- Original film poster
- Directed by: Al Christie
- Written by: Frederick J. Jackson
- Story by: Dalton Trumbo ("Lady Takes a Chance")
- Produced by: Al Christie (uncredited) Jack H. Skirball (uncredited)
- Starring: Heather Angel John "Dusty" King
- Cinematography: Charles Van Enger
- Edited by: Barney Rogan
- Production company: Arcadia Pictures
- Distributed by: Universal Pictures
- Release date: April 5, 1940;
- Running time: 59 minutes
- Country: United States
- Language: English

= Half a Sinner (1940 film) =

1940 film by Al Christie

Half a Sinner is a 1940 American comedy crime film directed by Al Christie. It stars Heather Angel as a schoolteacher who in one day becomes Public Enemy Number One in Pennsylvania. The film is based on Dalton Trumbo's short story "Lady Takes a Chance". The working titles of this film were Everything Happens to Ann and The Lady Takes a Chance.

==Plot==
On the last day of the school year, plain 25-year-old teacher Anne Gladden has her student Willy write punishment lines on the blackboard. After the class is dismissed, she releases the boy and tells him that few can do what they want in life, so they might as well make the best of what they have. She is overheard by Margaret Ree, an older teacher. Margaret tells Anne that she regrets not doing wild things when she was young. She advises Anne to do what she never did and Anne decides to take her advice for one day.

She buys a pretty dress and hosiery and releases her pet canary. Sitting in a public park, Anne is propositioned by "Handsome", a persistent guy who will not go away. Anne finally knocks him down and drives off in his car. Handsome turns out to be a killer, he stole the car she is in and on the floor of the back seat is a body, that he and his partner Red, have murdered. Slick, their boss, is displeased when he learns that the body is hidden under his overcoat, which has a label with his name on it. Slick gives Red ten hours to get the coat back, or else. The police are also looking for the stolen vehicle. Unaware of any of this, Anne picks up a man named Larry Cameron, whose car has broken down.

Police officer Kelly spots the car and gives chase, but Anne manages to lose him. They head to the local country club for refreshments. Larry turns out to know far more about Anne's predicament than she does, pointing out that she has a corpse in the back seat. Snuffy, a snitch, runs into Red and tells him he found the car he is looking for. After Red leaves, Snuffy telephones Kelly. When Larry sees Kelly by the car, he points Red out as the driver. While Kelly is chasing Red, Larry and Anne drive away.

They stop for gas at a station. The attendant recognizes them as fugitives, but Larry ties him up. A rich elderly woman, Mrs Breckenbridge, pulls up in her chauffeur-driven limousine and while they are distracted, Larry switches license plates.

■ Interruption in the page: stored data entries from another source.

//! Attribution of the data displayed by a layer.

/// Represents an attribution, typically used for citing sources or providing
/// credit.
#[derive(Debug, Clone, PartialEq)]
pub struct Attribution {
    /// The attribution text. This is typically the citation or credit message.
    pub text: &'static str,
    /// An optional URL where more information about the attribution can be
    /// found.
    pub url: Option<&'static str>,
}

impl Attribution {
    /// Creates a new `Attribution` with the given text and optional URL.
    pub fn new(text: &'static str, url: Option<&'static str>) -> Self {
        Self { text, url }
    }
}
//! Cartesian point and size types used for projected and screen coordinates.

use serde::{Deserialize, Serialize};

/// 2d cartesian point. Depending on the context it is either a projected map
/// position (meters) or a screen position (pixels).
#[derive(Debug, Clone, Copy, Default, PartialEq, PartialOrd, Deserialize, Serialize)]
pub struct Point2 {
    /// X coordinate.
    pub x: f64,
    /// Y coordinate.
    pub y: f64,
}

impl Point2 {
    /// Creates a new point.
    pub fn new(x: f64, y: f64) -> Self {
        Self { x, y }
    }
}

/// 2d size in pixels.
#[derive(Debug, Clone, Copy, Default, PartialEq, Deserialize, Serialize)]
pub struct Size {
    width: f64,
    height: f64,
}

impl Size {
    /// Creates a new size.
    pub fn new(width: f64, height: f64) -> Self {
        Self { width, height }
    }

    /// Width.
    pub fn width(&self) -> f64 {
        self.width
    }

    /// Height.
    pub fn height(&self) -> f64 {
        self.height
    }

    /// Half of the width.
    pub fn half_width(&self) -> f64 {
        self.width / 2.0
    }

    /// Half of the height.
    pub fn half_height(&self) -> f64 {
        self.height / 2.0
    }

    /// Returns true if at least one dimension is zero.
    pub fn is_zero(&self) -> bool {
        self.width == 0.0 || self.height == 0.0
    }
}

Then Larry and Anne break into an empty house, but Red and Handsome track them down. Fortunately, Larry manages to knock Red out and Handsome runs away after Anne burns him with a cigarette. Mrs Breckenbridge also shows up, after an encounter with Kelly. It comes out that they "broke into" Larry's home; the car is also Larry's. Despite Anne's assumption, he is not a crook. When the pair return the car to the park for the police to find, two other gang members take them at gunpoint to Slick. Then Mrs Breckenbridge bursts in. She was following in her car and, when she saw her friends being captured, sent her chauffeur for the police, who arrive and capture the gang.

Afterward, Anne tells Granny Gladden that she and Larry are getting married. Granny tells her that her canary has returned too, also with a companion.

==Production==
The film is Dalton Trumbo's second screen credit and the last of Jack Skirball's Arcadia Pictures. Skirball, an ordained rabbi, later produced Alfred Hitchcock's Shadow of a Doubt. The film started production in February 1939 and was to be released by Grand National Films. After the 1939 demise of Grand National, the completed film was picked up for release by Universal Pictures.

This film was the last under King's Universal Pictures contract.